Saved data entries
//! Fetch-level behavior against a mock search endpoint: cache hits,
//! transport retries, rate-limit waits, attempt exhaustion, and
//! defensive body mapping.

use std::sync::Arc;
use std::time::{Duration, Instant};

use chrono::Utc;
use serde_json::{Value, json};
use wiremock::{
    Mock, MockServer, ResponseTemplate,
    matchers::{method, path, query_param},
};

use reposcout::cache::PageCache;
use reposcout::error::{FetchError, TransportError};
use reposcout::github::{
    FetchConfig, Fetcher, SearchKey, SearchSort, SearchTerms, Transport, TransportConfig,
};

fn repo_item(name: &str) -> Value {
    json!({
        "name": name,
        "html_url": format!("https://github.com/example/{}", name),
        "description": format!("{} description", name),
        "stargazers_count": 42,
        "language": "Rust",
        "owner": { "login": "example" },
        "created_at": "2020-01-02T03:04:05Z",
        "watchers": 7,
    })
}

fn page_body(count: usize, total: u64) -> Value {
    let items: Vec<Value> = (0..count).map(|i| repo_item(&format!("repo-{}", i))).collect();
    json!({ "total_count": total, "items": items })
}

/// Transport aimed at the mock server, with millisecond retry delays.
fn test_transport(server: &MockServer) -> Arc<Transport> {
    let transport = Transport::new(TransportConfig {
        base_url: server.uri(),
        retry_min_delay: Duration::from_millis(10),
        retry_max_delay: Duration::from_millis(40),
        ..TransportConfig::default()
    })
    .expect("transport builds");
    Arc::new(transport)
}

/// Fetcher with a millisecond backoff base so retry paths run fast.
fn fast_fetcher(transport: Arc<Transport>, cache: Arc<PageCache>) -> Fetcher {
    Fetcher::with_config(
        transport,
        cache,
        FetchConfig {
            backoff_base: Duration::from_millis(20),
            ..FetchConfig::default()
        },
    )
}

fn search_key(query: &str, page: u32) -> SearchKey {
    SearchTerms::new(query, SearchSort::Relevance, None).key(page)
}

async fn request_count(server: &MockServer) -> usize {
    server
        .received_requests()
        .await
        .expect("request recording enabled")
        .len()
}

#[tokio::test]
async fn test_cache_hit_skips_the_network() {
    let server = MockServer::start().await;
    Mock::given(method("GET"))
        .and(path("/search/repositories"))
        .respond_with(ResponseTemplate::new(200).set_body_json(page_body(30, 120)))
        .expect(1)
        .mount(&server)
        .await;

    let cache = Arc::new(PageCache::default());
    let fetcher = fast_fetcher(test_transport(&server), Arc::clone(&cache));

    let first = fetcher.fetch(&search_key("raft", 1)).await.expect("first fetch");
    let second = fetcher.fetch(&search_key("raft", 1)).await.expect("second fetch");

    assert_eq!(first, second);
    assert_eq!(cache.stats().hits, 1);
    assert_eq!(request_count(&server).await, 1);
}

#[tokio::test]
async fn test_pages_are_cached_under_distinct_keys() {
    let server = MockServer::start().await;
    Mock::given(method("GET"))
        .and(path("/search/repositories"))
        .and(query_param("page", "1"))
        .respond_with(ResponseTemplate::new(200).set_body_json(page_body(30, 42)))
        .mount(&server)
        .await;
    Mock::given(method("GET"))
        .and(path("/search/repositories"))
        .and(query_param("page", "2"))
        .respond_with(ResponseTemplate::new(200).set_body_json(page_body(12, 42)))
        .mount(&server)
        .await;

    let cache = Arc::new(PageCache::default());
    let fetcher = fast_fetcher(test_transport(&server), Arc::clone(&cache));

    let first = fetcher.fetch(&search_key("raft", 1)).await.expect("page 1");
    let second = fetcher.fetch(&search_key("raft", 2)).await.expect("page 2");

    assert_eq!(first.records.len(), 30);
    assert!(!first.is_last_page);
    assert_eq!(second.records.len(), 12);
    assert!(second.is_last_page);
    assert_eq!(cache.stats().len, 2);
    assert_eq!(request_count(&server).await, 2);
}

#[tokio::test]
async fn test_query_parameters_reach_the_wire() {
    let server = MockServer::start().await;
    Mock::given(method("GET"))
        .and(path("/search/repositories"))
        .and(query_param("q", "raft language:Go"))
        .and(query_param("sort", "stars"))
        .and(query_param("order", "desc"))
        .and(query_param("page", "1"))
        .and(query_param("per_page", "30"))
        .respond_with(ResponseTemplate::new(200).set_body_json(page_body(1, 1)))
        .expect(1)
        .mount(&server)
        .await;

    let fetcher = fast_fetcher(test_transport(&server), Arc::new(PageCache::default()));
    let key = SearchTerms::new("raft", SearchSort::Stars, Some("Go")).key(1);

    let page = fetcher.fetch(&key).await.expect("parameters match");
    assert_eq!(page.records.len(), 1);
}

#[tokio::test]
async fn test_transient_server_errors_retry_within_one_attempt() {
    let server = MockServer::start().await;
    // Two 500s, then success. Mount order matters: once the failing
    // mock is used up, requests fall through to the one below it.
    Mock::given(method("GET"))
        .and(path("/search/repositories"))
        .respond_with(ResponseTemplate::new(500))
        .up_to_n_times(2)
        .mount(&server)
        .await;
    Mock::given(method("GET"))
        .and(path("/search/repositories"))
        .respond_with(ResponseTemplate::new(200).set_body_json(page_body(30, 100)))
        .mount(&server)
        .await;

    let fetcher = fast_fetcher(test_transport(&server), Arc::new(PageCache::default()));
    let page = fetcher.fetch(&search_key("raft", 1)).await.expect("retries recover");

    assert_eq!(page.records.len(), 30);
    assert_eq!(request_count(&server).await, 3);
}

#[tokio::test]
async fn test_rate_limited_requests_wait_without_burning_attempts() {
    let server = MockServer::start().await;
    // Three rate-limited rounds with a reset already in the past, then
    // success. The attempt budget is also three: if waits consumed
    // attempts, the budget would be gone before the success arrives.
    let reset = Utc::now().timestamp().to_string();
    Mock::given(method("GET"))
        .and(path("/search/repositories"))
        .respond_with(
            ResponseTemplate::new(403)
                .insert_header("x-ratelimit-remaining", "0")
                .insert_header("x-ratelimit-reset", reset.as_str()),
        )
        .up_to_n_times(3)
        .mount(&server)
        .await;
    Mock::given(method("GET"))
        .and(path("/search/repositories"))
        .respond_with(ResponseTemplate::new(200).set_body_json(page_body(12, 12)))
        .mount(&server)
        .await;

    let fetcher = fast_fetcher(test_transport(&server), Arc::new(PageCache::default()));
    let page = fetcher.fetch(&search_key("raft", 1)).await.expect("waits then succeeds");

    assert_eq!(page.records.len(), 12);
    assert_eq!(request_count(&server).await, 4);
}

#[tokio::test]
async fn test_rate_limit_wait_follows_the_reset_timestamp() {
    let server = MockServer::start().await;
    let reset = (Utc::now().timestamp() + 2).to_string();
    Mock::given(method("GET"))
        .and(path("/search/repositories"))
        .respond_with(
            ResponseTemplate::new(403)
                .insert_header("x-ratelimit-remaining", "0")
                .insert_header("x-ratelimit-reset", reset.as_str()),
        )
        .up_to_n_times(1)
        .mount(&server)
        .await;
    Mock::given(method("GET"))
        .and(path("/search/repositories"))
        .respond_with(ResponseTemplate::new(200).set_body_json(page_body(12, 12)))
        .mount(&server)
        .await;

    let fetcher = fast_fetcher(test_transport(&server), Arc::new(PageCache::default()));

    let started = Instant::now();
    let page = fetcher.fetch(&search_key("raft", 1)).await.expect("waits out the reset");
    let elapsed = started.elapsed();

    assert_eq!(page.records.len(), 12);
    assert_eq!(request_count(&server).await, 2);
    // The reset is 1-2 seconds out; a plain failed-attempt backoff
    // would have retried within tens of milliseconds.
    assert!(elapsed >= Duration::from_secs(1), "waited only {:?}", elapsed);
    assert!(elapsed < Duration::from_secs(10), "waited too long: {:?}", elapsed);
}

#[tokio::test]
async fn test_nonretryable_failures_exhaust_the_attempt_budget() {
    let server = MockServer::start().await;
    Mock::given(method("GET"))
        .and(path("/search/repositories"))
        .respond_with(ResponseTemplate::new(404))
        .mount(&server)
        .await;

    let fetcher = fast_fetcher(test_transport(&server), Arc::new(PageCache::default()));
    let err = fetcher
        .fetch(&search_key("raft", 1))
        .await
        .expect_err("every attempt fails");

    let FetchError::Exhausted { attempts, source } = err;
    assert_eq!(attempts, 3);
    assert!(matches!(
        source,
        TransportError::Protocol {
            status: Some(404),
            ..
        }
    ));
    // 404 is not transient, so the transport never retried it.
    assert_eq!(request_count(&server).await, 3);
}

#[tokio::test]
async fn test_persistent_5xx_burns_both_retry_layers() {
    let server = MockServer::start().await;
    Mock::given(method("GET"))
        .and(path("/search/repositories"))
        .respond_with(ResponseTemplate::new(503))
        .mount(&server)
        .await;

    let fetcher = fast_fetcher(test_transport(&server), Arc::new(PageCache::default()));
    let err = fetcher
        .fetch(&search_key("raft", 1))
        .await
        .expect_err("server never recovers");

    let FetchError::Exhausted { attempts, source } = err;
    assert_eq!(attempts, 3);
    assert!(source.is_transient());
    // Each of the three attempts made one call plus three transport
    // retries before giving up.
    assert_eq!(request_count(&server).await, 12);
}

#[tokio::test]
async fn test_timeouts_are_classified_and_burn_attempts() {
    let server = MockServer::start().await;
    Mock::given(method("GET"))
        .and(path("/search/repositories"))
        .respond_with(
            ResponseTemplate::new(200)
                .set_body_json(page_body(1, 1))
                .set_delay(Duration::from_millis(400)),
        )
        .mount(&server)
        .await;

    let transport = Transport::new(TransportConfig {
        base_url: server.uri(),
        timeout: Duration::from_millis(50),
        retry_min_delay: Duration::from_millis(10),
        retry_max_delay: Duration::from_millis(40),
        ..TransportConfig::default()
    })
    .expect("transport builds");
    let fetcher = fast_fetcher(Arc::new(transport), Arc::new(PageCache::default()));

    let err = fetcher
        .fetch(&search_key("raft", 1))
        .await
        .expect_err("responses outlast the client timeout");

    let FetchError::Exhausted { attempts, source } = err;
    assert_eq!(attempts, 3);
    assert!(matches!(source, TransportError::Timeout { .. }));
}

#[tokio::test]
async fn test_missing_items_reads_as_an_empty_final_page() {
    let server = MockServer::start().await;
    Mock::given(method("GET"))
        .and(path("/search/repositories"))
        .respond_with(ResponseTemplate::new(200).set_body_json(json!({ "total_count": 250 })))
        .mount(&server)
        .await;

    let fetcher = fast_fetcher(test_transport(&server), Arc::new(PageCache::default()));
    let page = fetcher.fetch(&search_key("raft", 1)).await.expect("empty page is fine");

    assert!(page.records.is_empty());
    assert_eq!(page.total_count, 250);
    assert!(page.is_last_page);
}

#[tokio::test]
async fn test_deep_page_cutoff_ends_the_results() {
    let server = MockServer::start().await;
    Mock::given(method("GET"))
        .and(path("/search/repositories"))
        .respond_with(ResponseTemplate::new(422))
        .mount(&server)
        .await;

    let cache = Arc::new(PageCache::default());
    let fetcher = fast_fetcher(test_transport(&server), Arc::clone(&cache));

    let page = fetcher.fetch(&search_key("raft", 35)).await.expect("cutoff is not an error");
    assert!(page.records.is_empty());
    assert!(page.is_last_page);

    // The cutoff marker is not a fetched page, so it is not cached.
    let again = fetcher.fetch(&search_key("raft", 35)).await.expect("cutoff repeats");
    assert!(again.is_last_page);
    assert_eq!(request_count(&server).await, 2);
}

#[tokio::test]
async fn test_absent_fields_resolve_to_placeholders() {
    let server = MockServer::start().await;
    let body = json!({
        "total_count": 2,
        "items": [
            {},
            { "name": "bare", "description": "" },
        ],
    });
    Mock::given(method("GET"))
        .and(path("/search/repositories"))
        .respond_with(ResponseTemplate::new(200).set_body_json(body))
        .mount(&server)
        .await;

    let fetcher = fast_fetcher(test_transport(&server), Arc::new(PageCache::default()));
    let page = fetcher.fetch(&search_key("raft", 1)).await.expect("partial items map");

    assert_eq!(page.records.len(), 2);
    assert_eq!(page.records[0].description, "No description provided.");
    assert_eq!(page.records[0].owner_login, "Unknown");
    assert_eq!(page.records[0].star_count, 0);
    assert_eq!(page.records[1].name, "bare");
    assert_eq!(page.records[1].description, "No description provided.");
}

...

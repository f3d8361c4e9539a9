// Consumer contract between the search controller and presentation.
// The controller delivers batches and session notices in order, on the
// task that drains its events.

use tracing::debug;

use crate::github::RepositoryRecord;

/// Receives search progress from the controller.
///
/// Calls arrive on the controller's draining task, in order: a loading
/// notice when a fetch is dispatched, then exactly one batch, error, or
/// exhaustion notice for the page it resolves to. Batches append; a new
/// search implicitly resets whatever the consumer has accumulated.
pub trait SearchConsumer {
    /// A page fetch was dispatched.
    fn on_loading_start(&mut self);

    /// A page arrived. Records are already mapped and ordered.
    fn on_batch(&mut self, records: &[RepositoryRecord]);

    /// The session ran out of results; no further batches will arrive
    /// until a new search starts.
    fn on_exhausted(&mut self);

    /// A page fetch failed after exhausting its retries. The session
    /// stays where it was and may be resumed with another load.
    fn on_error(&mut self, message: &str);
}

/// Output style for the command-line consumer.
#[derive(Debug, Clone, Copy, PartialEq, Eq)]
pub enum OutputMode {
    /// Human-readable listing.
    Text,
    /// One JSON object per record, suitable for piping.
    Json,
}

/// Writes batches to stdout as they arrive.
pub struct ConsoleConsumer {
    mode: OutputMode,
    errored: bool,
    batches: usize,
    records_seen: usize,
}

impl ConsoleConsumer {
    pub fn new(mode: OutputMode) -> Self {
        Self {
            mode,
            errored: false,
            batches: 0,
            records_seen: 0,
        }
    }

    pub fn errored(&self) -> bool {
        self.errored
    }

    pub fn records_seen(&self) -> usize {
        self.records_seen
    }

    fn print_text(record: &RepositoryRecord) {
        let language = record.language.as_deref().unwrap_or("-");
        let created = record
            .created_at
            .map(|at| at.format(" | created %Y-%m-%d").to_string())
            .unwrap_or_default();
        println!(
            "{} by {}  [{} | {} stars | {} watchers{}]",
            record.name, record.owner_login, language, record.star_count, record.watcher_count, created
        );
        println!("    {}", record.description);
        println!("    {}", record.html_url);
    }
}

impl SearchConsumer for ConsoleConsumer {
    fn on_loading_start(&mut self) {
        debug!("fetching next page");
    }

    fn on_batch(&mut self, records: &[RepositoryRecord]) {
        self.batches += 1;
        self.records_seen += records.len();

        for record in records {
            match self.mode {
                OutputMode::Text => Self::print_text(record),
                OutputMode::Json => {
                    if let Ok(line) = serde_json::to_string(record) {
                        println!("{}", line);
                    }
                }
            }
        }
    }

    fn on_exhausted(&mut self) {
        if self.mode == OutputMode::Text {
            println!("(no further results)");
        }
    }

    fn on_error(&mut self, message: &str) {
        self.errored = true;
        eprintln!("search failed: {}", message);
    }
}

[WORK REQUIRED] All that is needed is how many lines of the data contain "failed", stated as a number.

[TASK RESULT] 3